Despite her criticism, Anna Wintour has made many influential decisions affecting the magazine industry as a whole. She popularized by putting celebrities instead of models on magazine covers; she mixed inexpensive fashion items with expensive ones in her photo shoots; she supported unknown fashion designers and made the careers of Marc Jacobs, Alexander McKuin and John Galliano.

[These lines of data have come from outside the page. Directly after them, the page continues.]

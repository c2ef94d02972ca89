//! Interactive target selection

use rustyline::error::ReadlineError;
use rustyline::DefaultEditor;
use thiserror::Error;
use upstep_core::{MigrationError, TargetVersion};

pub const CONFIRM_PROMPT: &str = "Do you want to update to the max version? [yes/no]: ";
pub const VERSION_PROMPT: &str = "To Version: ";

#[derive(Debug, Error)]
pub enum PromptError {
    #[error("Invalid arguments, please enter [yes/no]")]
    InvalidAnswer,

    #[error(transparent)]
    Version(#[from] MigrationError),

    #[error("Failed to read input: {0}")]
    Input(#[from] ReadlineError),
}

/// Source of operator answers
pub trait LineReader {
    fn read_line(&mut self, prompt: &str) -> Result<String, ReadlineError>;
}

impl LineReader for DefaultEditor {
    fn read_line(&mut self, prompt: &str) -> Result<String, ReadlineError> {
        self.readline(prompt)
    }
}

/// `Some(true)` for yes, `Some(false)` for no, `None` for anything else
pub fn parse_confirmation(answer: &str) -> Option<bool> {
    match answer.trim().to_lowercase().as_str() {
        "yes" | "y" => Some(true),
        "no" | "n" => Some(false),
        _ => None,
    }
}

/// Ask whether to go to the highest version, and for a version if not
pub fn ask_target(reader: &mut impl LineReader) -> Result<TargetVersion, PromptError> {
    let answer = reader.read_line(CONFIRM_PROMPT)?;
    match parse_confirmation(&answer) {
        Some(true) => Ok(TargetVersion::Highest),
        Some(false) => {
            let version = reader.read_line(VERSION_PROMPT)?;
            Ok(version.parse::<TargetVersion>()?)
        }
        None => Err(PromptError::InvalidAnswer),
    }
}
//! Version graph and path resolution
//!
//! Schema histories are chains, occasionally trees, and the registry forbids
//! two steps leaving the same version. Resolving a path is therefore a
//! deterministic walk along the single departing edge of each node, never a
//! search. Cycles are rejected once, when the graph is built.

use std::collections::{BTreeMap, HashMap};
use std::fmt;

use tracing::debug;

use crate::error::{CoreResult, MigrationError};
use crate::registry::{MigrationDescriptor, MigrationRegistry};
use crate::version::{TargetVersion, Version};

/// Read-only navigation structure over a registry
#[derive(Debug, Clone)]
pub struct VersionGraph<P> {
    registry: MigrationRegistry<P>,
    edges: BTreeMap<Version, Vec<usize>>,
}

impl<P> VersionGraph<P> {
    /// Build the graph, failing with [`MigrationError::CyclicRegistry`] if any
    /// chain of steps returns to a version it already passed through
    pub fn build(registry: MigrationRegistry<P>) -> CoreResult<Self> {
        let mut edges: BTreeMap<Version, Vec<usize>> = BTreeMap::new();
        for (index, descriptor) in registry.all().iter().enumerate() {
            edges
                .entry(descriptor.from_version())
                .or_default()
                .push(index);
        }

        let graph = Self { registry, edges };
        graph.check_acyclic()?;

        debug!(
            steps = graph.registry.len(),
            versions = graph.registry.unique_versions().len(),
            "Version graph built"
        );
        Ok(graph)
    }

    pub fn registry(&self) -> &MigrationRegistry<P> {
        &self.registry
    }

    /// Steps departing `version`
    pub fn departures(&self, version: &Version) -> impl Iterator<Item = &MigrationDescriptor<P>> {
        let descriptors = self.registry.all();
        self.edges
            .get(version)
            .into_iter()
            .flatten()
            .map(move |&index| &descriptors[index])
    }

    /// The single step departing `version`, if any
    fn departure(&self, version: &Version) -> Option<&MigrationDescriptor<P>> {
        self.departures(version).next()
    }

    /// Ordered steps leading from `current` to `target`
    pub fn find_path(&self, current: Version, target: Version) -> CoreResult<MigrationPath<'_, P>> {
        if current == target {
            return Err(MigrationError::AlreadyAtTarget(current));
        }

        let mut steps = Vec::new();
        let mut position = current;

        while position != target {
            let step = self
                .departure(&position)
                .ok_or(MigrationError::NoPathFound {
                    from: current,
                    to: target,
                })?;
            steps.push(step);
            position = step.to_version();
        }

        debug!(from = %current, to = %target, steps = steps.len(), "Resolved migration path");
        Ok(MigrationPath {
            start: current,
            target,
            steps,
        })
    }

    /// Highest version known to the registry
    pub fn max_version(&self) -> CoreResult<Version> {
        Version::max_of(self.registry.unique_versions())
    }

    /// Turn a request target into a concrete version
    pub fn resolve_target(&self, target: TargetVersion) -> CoreResult<Version> {
        match target {
            TargetVersion::Highest => self.max_version(),
            TargetVersion::Exact(version) => Ok(version),
        }
    }

    fn check_acyclic(&self) -> CoreResult<()> {
        #[derive(Clone, Copy, PartialEq)]
        enum Mark {
            InProgress,
            Done,
        }

        let mut marks: HashMap<Version, Mark> = HashMap::new();

        for &start in self.edges.keys() {
            if marks.contains_key(&start) {
                continue;
            }

            let mut trail = Vec::new();
            let mut position = start;
            loop {
                match marks.get(&position) {
                    Some(Mark::InProgress) => return Err(MigrationError::CyclicRegistry(position)),
                    Some(Mark::Done) => break,
                    None => {}
                }
                marks.insert(position, Mark::InProgress);
                trail.push(position);

                match self.departure(&position) {
                    Some(step) => position = step.to_version(),
                    None => break,
                }
            }

            for version in trail {
                marks.insert(version, Mark::Done);
            }
        }

        Ok(())
    }
}

/// Ordered, contiguous sequence of steps from a start version to a target
#[derive(Debug)]
pub struct MigrationPath<'g, P> {
    start: Version,
    target: Version,
    steps: Vec<&'g MigrationDescriptor<P>>,
}

impl<'g, P> MigrationPath<'g, P> {
    pub fn start(&self) -> Version {
        self.start
    }

    pub fn target(&self) -> Version {
        self.target
    }

    pub fn steps(&self) -> &[&'g MigrationDescriptor<P>] {
        &self.steps
    }

    pub fn len(&self) -> usize {
        self.steps.len()
    }

    pub fn is_empty(&self) -> bool {
        self.steps.is_empty()
    }

    pub fn iter(&self) -> impl Iterator<Item = &'g MigrationDescriptor<P>> + '_ {
        self.steps.iter().copied()
    }

    /// Every version visited, start and target included
    pub fn versions(&self) -> Vec<Version> {
        std::iter::once(self.start)
            .chain(self.steps.iter().map(|step| step.to_version()))
            .collect()
    }
}

impl<P> fmt::Display for MigrationPath<'_, P> {
    fn fmt(&self, f: &mut fmt::Formatter<'_>) -> fmt::Result {
        let versions: Vec<String> = self.versions().iter().map(Version::to_string).collect();
        write!(f, "{}", versions.join(" -> "))
    }
}
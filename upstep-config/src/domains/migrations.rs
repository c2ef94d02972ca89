//! Migration source and bookkeeping configuration

use serde::{Deserialize, Serialize};
use std::path::PathBuf;
use upstep_core::Version;
use crate::validation::{Validatable, validate_identifier, validate_required_string};
use crate::error::ConfigResult;

/// Where migrations come from and where progress is recorded
#[derive(Debug, Clone, Serialize, Deserialize)]
#[serde(default)]
pub struct MigrationsConfig {
    /// Root directory holding one `<from>-<to>` subdirectory per step
    #[serde(default = "default_directory")]
    pub directory: String,

    /// Version recorded for a database that has never been migrated
    #[serde(default = "default_baseline_version")]
    pub baseline_version: String,

    /// Table holding the single current-version row
    #[serde(default = "default_version_table")]
    pub version_table: String,

    /// Table holding one row per applied step
    #[serde(default = "default_history_table")]
    pub history_table: String,
}

impl MigrationsConfig {
    pub fn directory_path(&self) -> PathBuf {
        PathBuf::from(&self.directory)
    }

    /// Parsed baseline version
    pub fn baseline(&self) -> ConfigResult<Version> {
        Version::parse(&self.baseline_version)
            .map_err(|e| self.validation_error(format!("baseline_version: {}", e)))
    }
}

impl Default for MigrationsConfig {
    fn default() -> Self {
        Self {
            directory: default_directory(),
            baseline_version: default_baseline_version(),
            version_table: default_version_table(),
            history_table: default_history_table(),
        }
    }
}

impl Validatable for MigrationsConfig {
    fn validate(&self) -> ConfigResult<()> {
        validate_required_string(&self.directory, "directory", self.domain_name())?;
        self.baseline()?;
        validate_identifier(&self.version_table, "version_table", self.domain_name())?;
        validate_identifier(&self.history_table, "history_table", self.domain_name())?;

        if self.version_table.eq_ignore_ascii_case(&self.history_table) {
            return Err(self.validation_error(
                "version_table and history_table must be different tables"
            ));
        }

        Ok(())
    }

    fn domain_name(&self) -> &'static str {
        "migrations"
    }
}

fn default_directory() -> String {
    "migrations".to_string()
}

fn default_baseline_version() -> String {
    "0.0.0".to_string()
}

fn default_version_table() -> String {
    "schema_version".to_string()
}

fn default_history_table() -> String {
    "schema_version_history".to_string()
}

While Anna Wintour has received a lot of attention for her estranged behavior and contribution to the fashion world, many ignore her commitment to philanthropy. Part of her generosity includes raising money for the Twin Towers Foundation after the 9/11 terrorist attacks, and together with the Council of Fashion Designers of America, she helped create a new foundation to encourage and support budding designers. Each year, she also raises funds for the Metropolitan Museum of Art’s costume department, which has raised about $50 million over the years. This event attracts many celebrities and is ruthlessly illuminated in fashion, corporate and star magazines.